2. Jobs tend to take one away from family and friends.
3. "No one ever said on his death bed, "I wish I had spent more time in the office."
So, in order to live well, one must avoid work as much as possible to maximize time with family and friends.
So, we live on the edge of a knife, working enough to live and provide which working little enough to maximize relationships. Fall off the knife's edge in one direction and you may live with a lot of cash, but won't care about living. Fall off the edge in the other direction and you will enjoy your time on earth… but won't have a whole lot of it.
I dunno. The "live to work or work to live" thing has been bothering me for some time. People like Roger Ebert (not the greatest proponent of this way of thinking, but the last one I read) say that you should find a job you love, so that you are earning money for doing the stuff you'd do anyway. Others - we all know them - see your job as your primary identity and thus that which defines your life (and therefore your legacy). And still others like to say that your job is just a way to put food on the table and allow you to do "what you really want to do." None of these seem satisfying to me.
Ebert's idea is all well and good, but the reason most people get paid to do something is BECAUSE it is a job that won't get done unless someone pays for it. I generally like my job as a business analyst. It exercises my creative aspect I thinking out new solutions, exercises my writing talents in producing specs, and exercises my technical talents in keeping me in the computing world. But if my employer didn't pay me to do it, I wouldn't be out writing specs or analyzing how business processes work. It is the rare person who is doing something they love and has someone walk up behind them and offer them cash to keep doing it.

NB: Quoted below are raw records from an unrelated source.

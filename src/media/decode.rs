use std::process::Stdio;
use std::sync::Arc;
use std::time::Duration;

use bytes::Bytes;
use jpeg_encoder::{ColorType, Encoder};
use tokio::io::{AsyncBufReadExt, AsyncReadExt, AsyncWriteExt, BufReader};
use tokio::process::{Child, ChildStdin, Command};
use tokio_util::sync::CancellationToken;

use crate::error::Error;
use crate::media::broadcast::LatestFrameCache;
use crate::media::types::Codec;

/// Grace period between closing stdin and force-killing the decoder.
const STOP_GRACE: Duration = Duration::from_secs(2);

/// A decoded BGR24 image, tightly packed (`width * height * 3` bytes).
pub struct BgrImage {
    pub width: u32,
    pub height: u32,
    pub data: Vec<u8>,
}

/// Pluggable hook between decode and JPEG re-encode, e.g. an
/// object-detection overlay. Mutates the image in place.
pub trait FramePostprocess: Send + Sync {
    fn process(&self, image: &mut BgrImage);
}

/// Argument list for the raw-bitstream decoder: encoded frames in on
/// stdin, fixed-size BGR24 frames out on stdout. The scale filter pins the
/// output dimensions so the reader can frame stdout by size alone.
pub(crate) fn decode_args(codec: Codec, width: u32, height: u32) -> Vec<String> {
    let demuxer = codec.demuxer_name().unwrap_or("h264");
    let mut args: Vec<String> = [
        "-hide_banner",
        "-loglevel",
        "error",
        "-probesize",
        "32",
        "-analyzeduration",
        "0",
        "-fflags",
        "+genpts+nobuffer",
        "-flags",
        "low_delay",
        "-f",
        demuxer,
        "-i",
        "pipe:0",
        "-f",
        "rawvideo",
        "-pix_fmt",
        "bgr24",
        "-vf",
    ]
    .map(String::from)
    .to_vec();
    args.push(format!("scale={}:{}", width, height));
    args.push("pipe:1".into());
    args
}

/// Stateful decoder for one session's broadcast path: owns the external
/// decode process and the reader task that turns its output into JPEGs in
/// the [`LatestFrameCache`].
pub struct DecodePipeline {
    child: Child,
    stdin: Option<ChildStdin>,
}

impl DecodePipeline {
    /// Spawn the decoder for the detected codec and start the reader task.
    /// A spawn failure is fatal to the session.
    pub fn start(
        bin: &str,
        codec: Codec,
        width: u32,
        height: u32,
        jpeg_quality: u8,
        cache: Arc<LatestFrameCache>,
        postprocess: Option<Arc<dyn FramePostprocess>>,
        cancel: CancellationToken,
    ) -> Result<Self, Error> {
        let args = decode_args(codec, width, height);
        log::info!("decode: starting {} decoder ({}x{})", codec, width, height);

        let mut child = Command::new(bin)
            .args(&args)
            .stdin(Stdio::piped())
            .stdout(Stdio::piped())
            .stderr(Stdio::piped())
            .kill_on_drop(true)
            .spawn()
            .map_err(Error::DecoderSpawn)?;

        let stdin = child.stdin.take();
        if let Some(stderr) = child.stderr.take() {
            tokio::spawn(async move {
                let mut lines = BufReader::new(stderr).lines();
                while let Ok(Some(line)) = lines.next_line().await {
                    log::debug!("decode: {}", line);
                }
            });
        }

        if let Some(mut stdout) = child.stdout.take() {
            let frame_len = (width * height * 3) as usize;
            tokio::spawn(async move {
                let mut buf = vec![0u8; frame_len];
                loop {
                    tokio::select! {
                        _ = cancel.cancelled() => break,
                        res = stdout.read_exact(&mut buf) => {
                            if res.is_err() {
                                log::info!("decode: output stream ended");
                                break;
                            }
                            let mut image = BgrImage {
                                width,
                                height,
                                data: buf.clone(),
                            };
                            if let Some(pp) = postprocess.as_ref() {
                                pp.process(&mut image);
                            }
                            match encode_jpeg(&image, jpeg_quality) {
                                Ok(jpeg) => cache.store(jpeg),
                                Err(e) => log::warn!("decode: jpeg encode failed: {}", e),
                            }
                        }
                    }
                }
            });
        }

        Ok(Self { child, stdin })
    }

    /// Best-effort write of one encoded frame into the decoder. Failures
    /// are logged and the frame dropped.
    pub async fn write_video(&mut self, data: &[u8]) {
        let Some(stdin) = self.stdin.as_mut() else {
            return;
        };
        if let Err(e) = stdin.write_all(data).await {
            log::warn!("decode: video write failed, dropping frame: {}", e);
        }
    }

    /// Close stdin, wait for a graceful exit, then force-terminate. Each
    /// step is guarded independently.
    pub async fn stop(&mut self) {
        drop(self.stdin.take());

        match tokio::time::timeout(STOP_GRACE, self.child.wait()).await {
            Ok(Ok(status)) => log::info!("decode: exited with {}", status),
            Ok(Err(e)) => log::warn!("decode: wait failed: {}", e),
            Err(_) => {
                log::warn!("decode: no exit within {:?}, killing", STOP_GRACE);
                if let Err(e) = self.child.kill().await {
                    log::warn!("decode: kill failed: {}", e);
                }
            }
        }
    }
}

fn encode_jpeg(image: &BgrImage, quality: u8) -> anyhow::Result<Bytes> {
    let mut out = Vec::with_capacity(image.data.len() / 8);
    let encoder = Encoder::new(&mut out, quality);
    encoder.encode(
        &image.data,
        image.width as u16,
        image.height as u16,
        ColorType::Bgr,
    )?;
    Ok(Bytes::from(out))
}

The Job-Identity idea is very popular nowadays. (And I guess it always had been. As far back as the founding of the country, dinner party conversations in novels ALWAYS begin with "So, what do you do for a living?") People define their lives by their jobs. Working 8 hours a day in the office, bringing work home to do at night, hanging on their cell phones or e-mail late into the night and early in the morning, and every conversation is a chance to advance that identity. But it seems to me that this is foolish for a very simple reason. Your job is not "yours." We all have an employer who "owns" the job and can end it at any time. If you are a normal schlub, the boss is a literal person. If you are a business owner, your boss is the customers and the economy. If you are a minister (by which I mean, one who ministers whether religiously or not) then your boss is those who come to you for help. If they stop coming, your job ends. Thus, if your job is who you are, then YOU can suddenly cease to exist at any moment.

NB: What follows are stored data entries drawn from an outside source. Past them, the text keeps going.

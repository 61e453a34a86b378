use serde::Serialize;

use crate::media::bitstream;
use crate::media::types::Codec;

/// Cadence of the "still waiting for a keyframe" diagnostic.
const DROP_LOG_EVERY: u64 = 50;
/// Cadence of the forwarding progress diagnostic once active.
const FORWARD_LOG_EVERY: u64 = 100;

/// Session lifecycle phase. Moves Priming -> Active -> Stopped, never
/// backward.
#[derive(Clone, Copy, Debug, Default, PartialEq, Eq, Serialize)]
#[serde(rename_all = "lowercase")]
pub enum Phase {
    #[default]
    Priming,
    Active,
    Stopped,
}

/// Outcome of offering a raw video frame to the gate.
#[derive(Debug, PartialEq, Eq)]
pub enum GateDecision {
    /// No decodable starting point yet; the frame must not reach the sink.
    Dropped,
    /// First qualifying frame. The sink should be started for `codec` and
    /// fed this very frame.
    Primed(Codec),
    /// Gate is active; forward without re-inspection.
    Forward,
    /// Gate has been stopped; discard.
    Rejected,
}

/// Withholds video frames until the bitstream offers a decodable starting
/// point (keyframe with a known codec), then forwards everything.
pub struct PrimingGate {
    phase: Phase,
    codec: Codec,
    frame_count: u64,
    dropped_count: u64,
}

impl PrimingGate {
    pub fn new() -> Self {
        Self {
            phase: Phase::Priming,
            codec: Codec::Unknown,
            frame_count: 0,
            dropped_count: 0,
        }
    }

    pub fn phase(&self) -> Phase {
        self.phase
    }

    pub fn codec(&self) -> Codec {
        self.codec
    }

    /// Total raw video frames seen, forwarded or not.
    pub fn frame_count(&self) -> u64 {
        self.frame_count
    }

    /// Frames withheld while priming.
    pub fn dropped_count(&self) -> u64 {
        self.dropped_count
    }

    /// Offer one raw video frame. The transition to Active happens exactly
    /// once, on the first frame carrying a qualifying keyframe NAL; that
    /// frame itself is forwarded.
    pub fn offer(&mut self, payload: &[u8]) -> GateDecision {
        match self.phase {
            Phase::Stopped => GateDecision::Rejected,
            Phase::Active => {
                self.frame_count += 1;
                if self.frame_count % FORWARD_LOG_EVERY == 0 {
                    log::debug!("gate: {} video frames forwarded", self.frame_count);
                }
                GateDecision::Forward
            }
            Phase::Priming => {
                self.frame_count += 1;
                let (keyframe, codec) = bitstream::inspect(payload);
                if !keyframe || !codec.is_known() {
                    self.dropped_count += 1;
                    if self.dropped_count % DROP_LOG_EVERY == 0 {
                        log::info!(
                            "gate: waiting for keyframe, {} frames dropped",
                            self.dropped_count
                        );
                    }
                    return GateDecision::Dropped;
                }

                self.codec = codec;
                self.phase = Phase::Active;
                log::info!("gate: detected codec {}, priming complete", codec);
                GateDecision::Primed(codec)
            }
        }
    }

    /// Terminal; no further frames are forwarded.
    pub fn stop(&mut self) {
        self.phase = Phase::Stopped;
    }
}

impl Default for PrimingGate {
    fn default() -> Self {
        Self::new()
    }
}

#[cfg(test)]
mod tests {
    use super::*;

    const NON_KEY: &[u8] = &[0x00, 0x00, 0x00, 0x01, 0x06, 0x05, 0x04, 0x00];
    const H264_KEY: &[u8] = &[0x00, 0x00, 0x00, 0x01, 0x67, 0x42, 0x00, 0x1E];

    #[test]
    fn test_drops_until_first_keyframe() {
        let mut gate = PrimingGate::new();

        // First keyframe at 1-based index k = 4: exactly k-1 drops
        for _ in 0..3 {
            assert_eq!(gate.offer(NON_KEY), GateDecision::Dropped);
        }
        assert_eq!(gate.dropped_count(), 3);
        assert_eq!(gate.phase(), Phase::Priming);

        assert_eq!(gate.offer(H264_KEY), GateDecision::Primed(Codec::H264));
        assert_eq!(gate.phase(), Phase::Active);
        assert_eq!(gate.codec(), Codec::H264);
        assert_eq!(gate.dropped_count(), 3);
    }

    #[test]
    fn test_forwards_everything_once_active() {
        let mut gate = PrimingGate::new();
        assert_eq!(gate.offer(H264_KEY), GateDecision::Primed(Codec::H264));

        // Non-keyframe payloads are no longer inspected
        for _ in 0..5 {
            assert_eq!(gate.offer(NON_KEY), GateDecision::Forward);
        }
        assert_eq!(gate.frame_count(), 6);
        assert_eq!(gate.dropped_count(), 0);
    }

    #[test]
    fn test_primes_exactly_once() {
        let mut gate = PrimingGate::new();
        assert_eq!(gate.offer(H264_KEY), GateDecision::Primed(Codec::H264));
        // A second keyframe is an ordinary forward, not a re-prime
        assert_eq!(gate.offer(H264_KEY), GateDecision::Forward);
    }

    #[test]
    fn test_stopped_is_terminal() {
        let mut gate = PrimingGate::new();
        gate.stop();
        assert_eq!(gate.phase(), Phase::Stopped);
        assert_eq!(gate.offer(H264_KEY), GateDecision::Rejected);
        assert_eq!(gate.phase(), Phase::Stopped);
    }

    #[test]
    fn test_hevc_priming() {
        let mut gate = PrimingGate::new();
        let hevc_key = [0x00, 0x00, 0x01, 0x40, 0x01, 0x0C, 0x01, 0xFF];
        assert_eq!(gate.offer(&hevc_key), GateDecision::Primed(Codec::Hevc));
        assert_eq!(gate.codec(), Codec::Hevc);
    }
}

The Job-As-An-Enabler idea is very popular among a different set. Those for whom hobbies define them. They work all day, so they can come home at night and work on model trains, or thrash on their boards, or watch movies. The problem with this, of course, is that jobs have a funny tendency to grow with time. The man who spent 5 hours a day in high school in the convenience store spends 8 hours a day after high school, then spends 12 hours a day when he needs to make car payments, then spends 14 hours a day when he needs to buy a house, and suddenly between working and sleeping there is no time for "something else." I know there are those rare folks who decide to truly live for their hobbies, who make a career out of sleeping on other people's floors and bumming a dollar here and a dollar there from friends. But these are very rare, and in my experience are not any happier than the ones with a job. They simply are more easily bored, because of the mountains of free time.

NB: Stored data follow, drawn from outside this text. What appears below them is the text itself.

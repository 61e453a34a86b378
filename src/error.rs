//! Error taxonomy for the streaming pipeline.
//!
//! Only conditions that are fatal to a session or visible at the API
//! boundary are typed here. Transient I/O failures (a muxer stdin or FIFO
//! write going bad) are logged and the frame dropped; viewer transport
//! errors stay confined to their connection; teardown failures are logged
//! and swallowed. None of those ever propagate.

use thiserror::Error;

#[derive(Debug, Error)]
pub enum Error {
    /// The external muxing process could not be launched. Fatal to the
    /// session; propagated to the session starter.
    #[error("muxer process spawn failed: {0}")]
    MuxerSpawn(#[source] std::io::Error),

    /// The external decoder process could not be launched. Fatal to the
    /// session.
    #[error("decoder process spawn failed: {0}")]
    DecoderSpawn(#[source] std::io::Error),

    /// The audio FIFO could not be created or replaced.
    #[error("audio channel setup failed: {0}")]
    AudioChannel(#[source] std::io::Error),

    #[error("session {0} already exists")]
    SessionExists(String),

    #[error("session {0} not found")]
    SessionNotFound(String),
}
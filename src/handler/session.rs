use axum::{
    extract::Path,
    routing::{get, post},
    Json, Router,
};
use serde::{Deserialize, Serialize};

use crate::{
    config,
    error::Error,
    handler::ApiJsonResult,
    manager,
    media::{
        session::SessionStatus,
        types::{QualityTier, SessionConfig, SinkKind},
    },
    source::CallbackSource,
};

pub fn session_router() -> Router {
    Router::new()
        .route("/", get(index))
        .route("/list", get(list_sessions))
        .route("/add", post(add_session))
        .route("/remove/{id}", get(remove_session))
        .route("/status/{id}", get(session_status))
}

#[derive(Serialize, Deserialize)]
struct SessionRequest {
    /// Generated when missing.
    id: Option<String>,
    device_id: String,
    channel: Option<u32>,
    sink: SinkRequest,
    quality: Option<QualityTier>,
    audio: Option<bool>,
    reconnect: Option<bool>,
}

#[derive(Serialize, Deserialize)]
struct SinkRequest {
    t: String,
    /// RTSP push target; defaults to the configured URL.
    url: Option<String>,
}

async fn index() -> &'static str {
    "session route!"
}

async fn list_sessions() -> Json<Vec<String>> {
    let sessions = manager::get_session_manager().read().await;
    Json(sessions.keys().cloned().collect())
}

async fn add_session(Json(req): Json<SessionRequest>) -> ApiJsonResult<String> {
    let sink = match req.sink.t.as_str() {
        "rtsp" => SinkKind::Rtsp {
            url: req
                .sink
                .url
                .unwrap_or_else(|| config::config().rtsp_url().to_string()),
        },
        "mjpeg" => SinkKind::Mjpeg,
        _ => return Err(anyhow::anyhow!("sink type is not supported").into()),
    };

    let session_config = SessionConfig::builder()
        .device_id(req.device_id)
        .channel(req.channel.unwrap_or(0))
        .quality(req.quality.unwrap_or_default())
        .enable_audio(req.audio.unwrap_or(false))
        .enable_reconnect(req.reconnect.unwrap_or(true))
        .sink(sink)
        .build();

    // The device SDK integration attaches to the session's source handle;
    // over plain HTTP the session starts out with no producer.
    let id = req
        .id
        .unwrap_or_else(|| uuid::Uuid::new_v4().to_string());
    manager::add_session(&id, session_config, Box::new(CallbackSource::new()), false).await?;
    Ok(Json(id))
}

async fn remove_session(Path(id): Path<String>) -> ApiJsonResult<String> {
    manager::remove_session(&id).await?;
    Ok(Json("success".to_string()))
}

async fn session_status(Path(id): Path<String>) -> ApiJsonResult<SessionStatus> {
    let session = manager::get_session(&id)
        .await
        .ok_or_else(|| Error::SessionNotFound(id))?;
    Ok(Json(session.status()))
}
//! Live media pipeline: keyframe priming, remux push and MJPEG broadcast.
//!
//! Data flow:
//! ```text
//! Frame Source ─► bounded queue ─► Priming Gate ──┬─► Muxer process ─► RTSP push
//!                                                 │        ▲
//!                                                 │   PCM FIFO (audio side-channel)
//!                                                 │
//!                                                 └─► Decoder process ─► postprocess?
//!                                                       ─► JPEG ─► LatestFrameCache ─► viewers
//! ```
//!
//! The two sink paths are mutually exclusive per session and share the
//! source/gate front end. Everything is loss-tolerant by design: frames
//! that cannot be delivered right now are dropped, never buffered or
//! retried.

pub mod audio;
pub mod bitstream;
pub mod broadcast;
pub mod decode;
pub mod gate;
pub mod muxer;
pub mod session;
pub mod types;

So what is the proper role of your job in your life? Or perhaps the better question is, what is the proper role of your life? Must a life have meaning outside of service to God, family, and society? If not, does that mean only an exhausted man is a truly meaningful man? One who gives all of himself to one or all of this triumverate? If so, does the meaning come from ones actions or ones identity? God gives us all "meaning" and "worth" through His love. And yet, we still must work out our faith with "fear and trembling."
I do not yet have a complete answer. And probably will not for a while. But my favorite image of our lives that seems closest to what I can see darkly is a scene from C.S. Lewis's novel, PERELANDRA. The hero (Ransom) finds himself on a world of water, where even the islands are just rafts floating on a great sea. He tries to fight against the waves that toss and turn him this way and that, until finally he winds up exhausted on one of the floating islands. He discovers one of the natives there, and speaks with her about what he has seen and experienced. She responds (heavily paraphrased) "But that is how life is. Our job is to accept the next wave coming and enjoy it. Not to look back and try to have the last wave again, or to stop the wave that is coming. God does not send bad waves to us. Even if sometimes they are terrifying to behold."